From 1844 onwards, it was used as a residence for chaplains, confessors and others employed on behalf of the nuns of St. Monica. The roof of the church was removed in 1850. The present roof was built recently.

The Convent And The Church Of The Cross Of Miracle, Goa
On the southern outskirts of Old Goa is a hill on which stand this convent and church. Built of laterite, plastered with lime mortar, the plain looking church and the single storeyed convent with numerous cells are now in ruins. A church, specially built in 1619 to house the Cross of Miracles, having crumbled, the present church was built on the same spot in 1674.

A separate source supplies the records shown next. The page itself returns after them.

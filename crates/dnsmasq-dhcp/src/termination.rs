//! Best-effort teardown of a dnsmasq instance.
//!
//! Signalling goes through an external termination utility (`kill` unless
//! configured otherwise). Its outcome is logged and never propagated: the
//! process may already be gone, and stopping must stay idempotent.

use std::io;
use std::path::Path;
use std::process::Stdio;
use std::sync::Arc;

use tokio::fs;
use tokio::process::Command;
use tracing::{debug, warn};

use crate::error::StopError;

const TERMINATION_TARGET: &str = concat!(env!("CARGO_PKG_NAME"), "::termination");

/// Removes the pid file at `path`.
///
/// Returns `Ok(true)` when a file was removed and `Ok(false)` when none
/// existed.
pub(crate) async fn remove_pid_file(path: &Path) -> Result<bool, StopError> {
    match fs::remove_file(path).await {
        Ok(()) => {
            debug!(target: TERMINATION_TARGET, path = %path.display(), "removed pid file");
            Ok(true)
        }
        Err(error) if error.kind() == io::ErrorKind::NotFound => Ok(false),
        Err(source) => Err(StopError::RemovePidFile {
            path: path.to_path_buf(),
            source: Arc::new(source),
        }),
    }
}

/// Invokes `program <pid>` and waits for it to finish.
pub(crate) async fn signal(program: &Path, pid: u32) {
    let status = Command::new(program)
        .arg(pid.to_string())
        .stdin(Stdio::null())
        .stdout(Stdio::null())
        .stderr(Stdio::null())
        .status()
        .await;
    match status {
        Ok(status) if status.success() => debug!(
            target: TERMINATION_TARGET,
            pid,
            "termination signal delivered"
        ),
        Ok(status) => debug!(
            target: TERMINATION_TARGET,
            pid,
            code = status.code(),
            "termination utility reported failure"
        ),
        Err(error) => warn!(
            target: TERMINATION_TARGET,
            pid,
            program = %program.display(),
            %error,
            "failed to run termination utility"
        ),
    }
}
//! Configuration schema for a supervised dnsmasq DHCP server.
//!
//! Callers describe the server with a loosely typed JSON object. The
//! validator in this crate checks it against a fixed schema (required
//! fields, types, format constraints), fills in defaults, and yields an
//! immutable [`Configuration`]. Any problem is reported as a [`ConfigError`]
//! naming the offending field before anything touches the filesystem or
//! spawns a process.
//!
//! The crate also carries the logging settings shared with the supervisor
//! crate's telemetry setup.

mod configuration;
pub mod defaults;
mod error;
mod host;
mod id;
mod lease;
mod logging;
mod schema;

pub use configuration::Configuration;
pub use error::ConfigError;
pub use host::{HostBinding, MacAddress, MacAddressParseError};
pub use id::{IdGenerator, UuidGenerator};
pub use lease::{LeaseLength, LeaseLengthParseError, LeaseUnit};
pub use logging::{LogFormat, LogFormatParseError, LoggingConfig};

The Convent housed the congregation of the Oratory of Philip Neri of Goa. In 1835, the Church and the convent were abandoned. The Cross of Miracles was transferred to a chapel in the Se Cathedral in 1845.

The Professed House And The Basilica of Bom Jesus, Goa

The Professed House
Immediately to the south of the main road is the Professed House, a two-storeyed laterite building covered with lime plaster. Despite the opposition, which the Jesuits faced, the building was completed in 1585. A part of the building was accidentally burnt down in 1663 and was rebuilt in 1783.

The Church of Bom Jesus is also of laterite; its exterior, excepting the facade, was lime plastered, which was subsequently removed. The roof was originally tiled. The church is cruciform on plan. The flying buttresses on the northern side of the church are recent additions. A single-storeyed structure adjoining the church on its southern wing connects it with the professed house.


The Royal Chapel of St. Anthony, Goa
To the west of the tower of St. Augustine is the Royal Chapel dedicated to St. Anthony, the national saint of Portugal and held in great veneration by the Portuguese. It was built in the beginning of the 17th century.

In 1835 the chapel was closed but opened again in 1894 when it was also renovated. It was inaugurated again in 1961 after complete restoration done by the Portuguese Government.

Ruins Of St. Augustine's Tower in Goa
Built in 1602, the only ruin of the Church of St. Augustine on the Holy Hill at Old Goa near the Nunnery, is a lofty 46-metre high tower defying the torrential rains. The tower is one of the four of St. Augustine Church that once stood there. There were eight richly adorned chapels and four altars, and a convent with numerous cells and artistic columns attached to the church.

The Church when intact was perhaps the biggest in Goa. With the religious suppression in 1835, the Augustinians deserted the church and the convent. The latter was used for some time by the charitable institution of the Misericordia. The buildings fell into neglect resulting in the collapse of the vault on 8 September 1842. The Government appropriated the property selling the materials the following year. The façade and half of the tower fell in 1931 and some more parts of it collapsed in 1938.